Stored items:

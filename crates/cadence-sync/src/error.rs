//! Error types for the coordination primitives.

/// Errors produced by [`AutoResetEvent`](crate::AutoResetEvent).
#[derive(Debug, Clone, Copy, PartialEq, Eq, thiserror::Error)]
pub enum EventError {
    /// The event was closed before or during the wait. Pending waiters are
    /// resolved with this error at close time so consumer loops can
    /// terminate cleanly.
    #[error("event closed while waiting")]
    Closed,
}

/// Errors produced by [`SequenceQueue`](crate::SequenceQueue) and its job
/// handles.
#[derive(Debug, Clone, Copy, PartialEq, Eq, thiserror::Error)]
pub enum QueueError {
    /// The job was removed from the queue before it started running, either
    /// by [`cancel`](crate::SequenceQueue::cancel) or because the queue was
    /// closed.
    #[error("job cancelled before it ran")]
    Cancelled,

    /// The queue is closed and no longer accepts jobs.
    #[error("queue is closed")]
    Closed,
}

**TASK PROMPT**
From the data above, copy each line that holds "produced".

**RESULT OF THE TASK**
/// Errors produced by [`AutoResetEvent`](crate::AutoResetEvent).
/// Errors produced by [`SequenceQueue`](crate::SequenceQueue) and its job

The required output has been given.